The authorities promised to provide material assistance to the family of the murdered woman and to hold a meeting with local residents. The meeting, which took place on October 26, was attended by the governor of the Chelyabinsk region, Alexei Teksler, as well as other high-ranking officials. The main topic was the city’s Roma diaspora. They were also present at the funeral of the murdered Elena Sarafanova, which took place that day. The day before, police warned residents against following the instructions of provocateurs on the day of the funeral.
The head of the Korkino police department, Vladimir Dyakin, was suspended, and the head of the Korkino district of the Chelyabinsk region, Natalia Loschinina, resigned. According to reports on October 29, 400 police officers were still patrolling Korkino, police also reported 450 offenses uncovered in subsequent inspections, and 70 summonses to the military enlistment office issued to local residents (reportedly Roma diaspora members).
The issue of the Roma diaspora was subsequently raised at two more meetings with local residents.
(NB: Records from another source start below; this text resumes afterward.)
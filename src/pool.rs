//! Bounded FIFO pool of pipeline handles.
//!
//! One multiplexed connection to the backing server is shared by every
//! handle; each handle owns a command buffer that accumulates operations
//! and flushes them on [`PooledPipeline::execute`]. All writes in the crate
//! go through the pool so a saturated element (command loop + publisher +
//! reader in parallel) queues fairly instead of starving itself.
//!
//! Handles return to the pool on drop, on every exit path.

use redis::aio::MultiplexedConnection;
use redis::FromRedisValue;
use tokio::sync::{mpsc, Mutex};

use crate::error::Result;

pub struct PipelinePool {
    conn: MultiplexedConnection,
    slots_tx: mpsc::Sender<redis::Pipeline>,
    slots_rx: Mutex<mpsc::Receiver<redis::Pipeline>>,
}

impl PipelinePool {
    pub fn new(conn: MultiplexedConnection, size: usize) -> Self {
        let (slots_tx, slots_rx) = mpsc::channel(size);
        for _ in 0..size {
            // Capacity equals the handle count; these sends cannot fail.
            let _ = slots_tx.try_send(redis::pipe());
        }
        PipelinePool {
            conn,
            slots_tx,
            slots_rx: Mutex::new(slots_rx),
        }
    }

    /// Wait for a free pipeline handle. FIFO across waiting tasks.
    pub async fn acquire(&self) -> PooledPipeline {
        let pipe = {
            let mut rx = self.slots_rx.lock().await;
            // The pool holds its own sender, so the channel never closes.
            rx.recv().await.unwrap_or_else(redis::pipe)
        };
        PooledPipeline {
            pipe: Some(pipe),
            conn: self.conn.clone(),
            slots_tx: self.slots_tx.clone(),
        }
    }
}

/// An acquired handle. Build up commands with [`pipeline`](Self::pipeline),
/// flush with [`execute`](Self::execute); the handle goes back to the pool
/// when dropped.
pub struct PooledPipeline {
    pipe: Option<redis::Pipeline>,
    conn: MultiplexedConnection,
    slots_tx: mpsc::Sender<redis::Pipeline>,
}

impl PooledPipeline {
    pub fn pipeline(&mut self) -> &mut redis::Pipeline {
        // Always Some until drop.
        self.pipe.get_or_insert_with(redis::pipe)
    }

    /// Flush the buffered commands and parse their replies. The buffer is
    /// cleared whether or not the round trip succeeds, so a handle is
    /// always reusable afterwards.
    pub async fn execute<T: FromRedisValue>(&mut self) -> Result<T> {
        let pipe = self.pipe.get_or_insert_with(redis::pipe);
        let result = pipe.query_async(&mut self.conn).await;
        pipe.clear();
        Ok(result?)
    }
}

impl Drop for PooledPipeline {
    fn drop(&mut self) {
        if let Some(mut pipe) = self.pipe.take() {
            pipe.clear();
            // Capacity equals the handle count; this send cannot fail.
            let _ = self.slots_tx.try_send(pipe);
        }
    }
}
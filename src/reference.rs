//! Reference store: expiring keyed blobs that outlive stream retention.
//!
//! A reference key embeds its owner and serialization tag
//! (`reference:<owner>:<uuid>:ser:<tag>`), so a read is self-describing.
//! Snapshotting a stream entry into references runs server-side as a Lua
//! script, atomically with respect to stream trimming; the script is
//! preloaded at element init and re-loaded on `NOSCRIPT`.
//!
//! Unlike commands, reference operations are direct key operations: missing
//! keys and malformed replies are `Err`, not error codes.

use std::collections::HashMap;

use rmpv::Value;
use uuid::Uuid;

use atom_protocol as protocol;

use crate::element::{lock, Element};
use crate::error::{Error, Result};

/// Snapshot one stream entry into per-field reference keys.
///
/// ARGV: stream key, entry id ("" = most recent), base reference key,
/// timeout in ms (0 = no expiry). Returns the created keys. Each key is
/// `<base>[:ser:<tag>]:<field>` so the field name is the final segment and
/// the entry's tag rides along when it was stamped.
pub(crate) const STREAM_REFERENCE_SCRIPT: &str = r#"
local stream_key = ARGV[1]
local entry_id = ARGV[2]
local base_key = ARGV[3]
local timeout_ms = tonumber(ARGV[4])

local entries
if entry_id == '' then
    entries = redis.call('XREVRANGE', stream_key, '+', '-', 'COUNT', 1)
else
    entries = redis.call('XRANGE', stream_key, entry_id, entry_id)
end
if #entries == 0 then
    return redis.error_reply('no entry to snapshot')
end

local fields = entries[1][2]
local ser = nil
for i = 1, #fields, 2 do
    if fields[i] == 'ser' then
        ser = fields[i + 1]
    end
end

local keys = {}
for i = 1, #fields, 2 do
    local field = fields[i]
    if field ~= 'ser' then
        local key = base_key
        if ser then
            key = key .. ':ser:' .. ser
        end
        key = key .. ':' .. field
        if timeout_ms > 0 then
            redis.call('SET', key, fields[i + 1], 'PX', timeout_ms)
        else
            redis.call('SET', key, fields[i + 1])
        end
        table.insert(keys, key)
    end
end
return keys
"#;

impl Element {
    /// Store each value as a fresh expiring reference; returns one key per
    /// value, in order. `timeout_ms = 0` means no expiry.
    pub async fn reference_create(
        &self,
        values: &[Value],
        serialization: &str,
        timeout_ms: u64,
    ) -> Result<Vec<String>> {
        let codec = self.codec_for(serialization)?;

        let mut keys = Vec::with_capacity(values.len());
        let mut pipe = self.pool.acquire().await;
        for value in values {
            let key = format!(
                "{}:ser:{}",
                protocol::reference_key(&self.name, &Uuid::new_v4().to_string()),
                serialization
            );
            let blob = codec.serialize(value)?;
            let cmd = pipe.pipeline().cmd("SET").arg(&key).arg(blob);
            if timeout_ms > 0 {
                cmd.arg("PX").arg(timeout_ms);
            }
            // NX: a uuid collision must fail loudly, not overwrite.
            cmd.arg("NX");
            keys.push(key);
        }

        let replies: Vec<Option<String>> = pipe.execute().await?;
        if replies.len() != values.len() || replies.iter().any(Option::is_none) {
            return Err(Error::InvalidResponse(
                "failed to create reference".to_owned(),
            ));
        }
        Ok(keys)
    }

    /// Snapshot an entry of a peer's stream into references without the
    /// data leaving the server. `stream_id = ""` snapshots the most recent
    /// entry. Returns `{field name -> reference key}`.
    pub async fn reference_create_from_stream(
        &self,
        element: &str,
        stream_name: &str,
        stream_id: &str,
        timeout_ms: u64,
    ) -> Result<HashMap<String, String>> {
        let sha = lock(&self.reference_sha)
            .clone()
            .ok_or(Error::ScriptNotLoaded)?;

        let stream_key = protocol::stream_key(element, stream_name);
        let base_key = protocol::reference_key(&self.name, &Uuid::new_v4().to_string());

        let keys = match self
            .snapshot_eval(&sha, &stream_key, stream_id, &base_key, timeout_ms)
            .await
        {
            Err(Error::Redis(e)) if e.kind() == redis::ErrorKind::NoScriptError => {
                // The server lost its script cache (restart, FLUSHALL);
                // reload and retry once.
                let sha = self.reload_reference_script().await?;
                self.snapshot_eval(&sha, &stream_key, stream_id, &base_key, timeout_ms)
                    .await?
            }
            other => other?,
        };

        Ok(keys
            .into_iter()
            .filter_map(|key| {
                key.rsplit(':')
                    .next()
                    .map(|field| (field.to_owned(), key.clone()))
            })
            .collect())
    }

    async fn snapshot_eval(
        &self,
        sha: &str,
        stream_key: &str,
        stream_id: &str,
        base_key: &str,
        timeout_ms: u64,
    ) -> Result<Vec<String>> {
        let mut pipe = self.pool.acquire().await;
        pipe.pipeline()
            .cmd("EVALSHA")
            .arg(sha)
            .arg(0)
            .arg(stream_key)
            .arg(stream_id)
            .arg(base_key)
            .arg(timeout_ms);
        let mut replies: Vec<Vec<String>> = pipe.execute().await?;
        match replies.pop() {
            Some(keys) if replies.is_empty() => Ok(keys),
            _ => Err(Error::InvalidResponse(
                "failed to make reference".to_owned(),
            )),
        }
    }

    async fn reload_reference_script(&self) -> Result<String> {
        let mut pipe = self.pool.acquire().await;
        pipe.pipeline()
            .cmd("SCRIPT")
            .arg("LOAD")
            .arg(STREAM_REFERENCE_SCRIPT);
        let shas: Vec<String> = pipe.execute().await?;
        let sha = shas
            .into_iter()
            .next()
            .ok_or_else(|| Error::InvalidResponse("SCRIPT LOAD returned nothing".to_owned()))?;
        *lock(&self.reference_sha) = Some(sha.clone());
        Ok(sha)
    }

    /// Fetch references in one batch. A missing (expired, deleted) key
    /// yields `None`. The decode tag comes from the key name unless
    /// `force` selects the caller's tag.
    pub async fn reference_get(
        &self,
        keys: &[&str],
        serialization: &str,
        force: bool,
    ) -> Result<Vec<Option<Value>>> {
        let mut pipe = self.pool.acquire().await;
        for key in keys {
            pipe.pipeline().cmd("GET").arg(key);
        }
        let blobs: Vec<Option<Vec<u8>>> = pipe.execute().await?;
        if blobs.len() != keys.len() {
            return Err(Error::InvalidResponse(format!(
                "expected {} replies, got {}",
                keys.len(),
                blobs.len()
            )));
        }

        let mut values = Vec::with_capacity(keys.len());
        for (key, blob) in keys.iter().zip(blobs) {
            match blob {
                None => values.push(None),
                Some(bytes) => {
                    let tag = self.effective_tag(
                        protocol::serialization_from_reference_key(key),
                        serialization,
                        force,
                    );
                    values.push(Some(self.codec_for(tag)?.deserialize(&bytes)?));
                }
            }
        }
        Ok(values)
    }

    /// Delete references. Every key must exist.
    pub async fn reference_delete(&self, keys: &[&str]) -> Result<()> {
        let mut pipe = self.pool.acquire().await;
        for key in keys {
            pipe.pipeline().cmd("DEL").arg(key);
        }
        let deleted: Vec<i64> = pipe.execute().await?;
        for (key, count) in keys.iter().zip(deleted) {
            if count != 1 {
                return Err(Error::ReferenceNotFound((*key).to_owned()));
            }
        }
        Ok(())
    }

    /// Reset a reference's expiry: positive `timeout_ms` re-arms it, zero
    /// or negative removes it (the reference persists until deleted).
    pub async fn reference_update_timeout_ms(&self, key: &str, timeout_ms: i64) -> Result<()> {
        let mut pipe = self.pool.acquire().await;
        if timeout_ms > 0 {
            pipe.pipeline().cmd("PEXPIRE").arg(key).arg(timeout_ms);
        } else {
            pipe.pipeline().cmd("PERSIST").arg(key);
        }
        let replies: Vec<i64> = pipe.execute().await?;
        if replies != [1] {
            return Err(Error::ReferenceNotFound(key.to_owned()));
        }
        Ok(())
    }

    /// Milliseconds until the reference expires; `-1` when it has no
    /// expiry. A missing key is an error.
    pub async fn reference_get_timeout_ms(&self, key: &str) -> Result<i64> {
        let mut pipe = self.pool.acquire().await;
        pipe.pipeline().cmd("PTTL").arg(key);
        let replies: Vec<i64> = pipe.execute().await?;
        match replies.as_slice() {
            [-2] => Err(Error::ReferenceNotFound(key.to_owned())),
            [ttl] => Ok(*ttl),
            other => Err(Error::InvalidResponse(format!(
                "unexpected PTTL reply: {:?}",
                other
            ))),
        }
    }
}
use thiserror::Error;

#[derive(Debug, Error)]
pub enum Error {
    /// The namespace or the VMI does not look the way the binding
    /// requires. Never retried.
    #[error("{0}")]
    Precondition(String),

    #[error("{context}: {source}")]
    Capability {
        context: String,
        #[source]
        source: netzwerk::Error,
    },

    #[error("{0}")]
    MalformedInput(String),

    #[error("failed to decode {what}: {source}")]
    Decode {
        what: &'static str,
        #[source]
        source: serde_json::Error,
    },
}

impl From<netzwerk::Error> for Error {
    fn from(source: netzwerk::Error) -> Self {
        Error::Capability {
            context: "network namespace".into(),
            source,
        }
    }
}

/// Attach a description of the failed step to a capability error.
pub(crate) trait Context<T> {
    fn context(self, context: impl Into<String>) -> Result<T, Error>;
}

impl<T> Context<T> for Result<T, netzwerk::Error> {
    fn context(self, context: impl Into<String>) -> Result<T, Error> {
        self.map_err(|source| Error::Capability {
            context: context.into(),
            source,
        })
    }
}

/// Select the only candidate.
///
/// Zero or several candidates violate a precondition; `subject`
/// names what was looked for in the error message.
pub fn exactly_one<T>(
    candidates: impl IntoIterator<Item = T>,
    subject: &str,
) -> Result<T, Error> {
    let mut candidates = candidates.into_iter();

    match (candidates.next(), candidates.next()) {
        (Some(candidate), None) => Ok(candidate),
        (None, _) => Err(Error::Precondition(format!("no {} found", subject))),
        (Some(_), Some(_)) => Err(Error::Precondition(format!(
            "expected exactly one {}, found {}",
            subject,
            2 + candidates.count()
        ))),
    }
}
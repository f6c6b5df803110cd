use serde::{Deserialize, Serialize};

use crate::Error;

/// Network configuration handed to the plugin on stdin
#[derive(Deserialize, Serialize, Debug, Clone, PartialEq)]
#[serde(rename_all = "camelCase")]
pub struct NetConf {
    pub cni_version: String,
    #[serde(default)]
    pub name: String,
    #[serde(default)]
    pub r#type: String,
    pub args: Option<Args>,
}

#[derive(Deserialize, Serialize, Debug, Clone, PartialEq)]
pub struct Args {
    pub cni: Option<CniArgs>,
}

/// Arguments Multus passes through on behalf of KubeVirt
#[derive(Deserialize, Serialize, Debug, Clone, PartialEq)]
#[serde(rename_all = "camelCase")]
pub struct CniArgs {
    pub logic_network_name: Option<String>,
}

impl NetConf {
    /// Name of the VMI network this attachment serves.
    pub fn logic_network_name(&self) -> Option<&str> {
        self.args
            .as_ref()
            .and_then(|args| args.cni.as_ref())
            .and_then(|cni| cni.logic_network_name.as_deref())
    }
}

#[fehler::throws]
pub fn load_conf(stdin_data: &[u8]) -> NetConf {
    let conf: NetConf =
        serde_json::from_slice(stdin_data).map_err(|source| Error::Decode {
            what: "network configuration",
            source,
        })?;

    if conf.cni_version.is_empty() {
        fehler::throw!(Error::MalformedInput(
            "network configuration: cniVersion must be set".into()
        ));
    }

    conf
}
The authorized presidential representative in the Urals Federal District (which includes the Chelyabinsk Region), Artem Zhoga, instructed the chief federal inspectors to analyze the interethnic situation in all regions of the district against the background of the unrest in Korkino.
There are indications that the far-right forces behind the right have ties to and received encouragement from the highest levels of the state apparatus. Shortly after the murder of the woman in a provincial town in the Ural region and the shortly before the beginning of the riots, the investigation was taken under the personal control by the head of the Investigative Committee, Alexander Ivanovich Bastrykin.
This means that the case is now being handled by the central law enforcement agencies in Moscow. Bastrykin has held his position since 2011, and his term of office has been extended for the second time by President Vladimir Putin, who studied together with Bastrykin at Leningrad State University.
Putin had also personally intervened to extend the age limit of the head of the Investigative Committee to 70 years, up from 65 years. Bastrykin is now 71. Having long broadcast far-right rhetoric on the issue of migration, since 2023 Bastrykin has become a favorite statesman of the far right, which is now regularly asking him to “clean up” any incident involving their activists (usually from the paramilitary nationalist social movement Russian Community).
Bastrykin is notorious for his ties to the far right. For example, in a case in late April of this year, fascist druzhinniki (in the English version it can be changed to obschinniki) from the “Russian Community” surrounded a school in Bataysk to “deal with a student from the national diaspora” (i.e., an immigrant) who had previously had a conflict with a Russian teacher. The administration was forced to keep students from leaving the building during this virtual siege by the far right to prevent physical altercations and injuries.
After the police arrested three nationalists and initiated administrative proceedings, Alexander Bastrykin personally intervened and instructed an inspection into the initiation of criminal proceedings against “public activists who defended citizens who suffered from illegal actions.”
Similarly, in late August, Bastrykin instructed three times to initiate criminal proceedings against police officers in St. Petersburg who arrested and drew up administrative reports on activists of the “Russian Community” who had come for a “showdown” with non-Russian cab workers from Dagestan over a conflict that had arisen before. As in the case in Bataysk, Bastrykin claimed that the fact that police sought to hold nationalists to account constituted an “abuse of power.”
The October 24 riots in Korkino are the culmination of a notable growth in far-right violence over the past two years. After a period in which they were extremely rare, nationalist attacks on non-Russian nationalities, a ghost of the 2000s and early 2010s, began to return to the streets of cities in recent years. The rise in the number and ferocity of attacks was first recorded in 2023 and continues to this day.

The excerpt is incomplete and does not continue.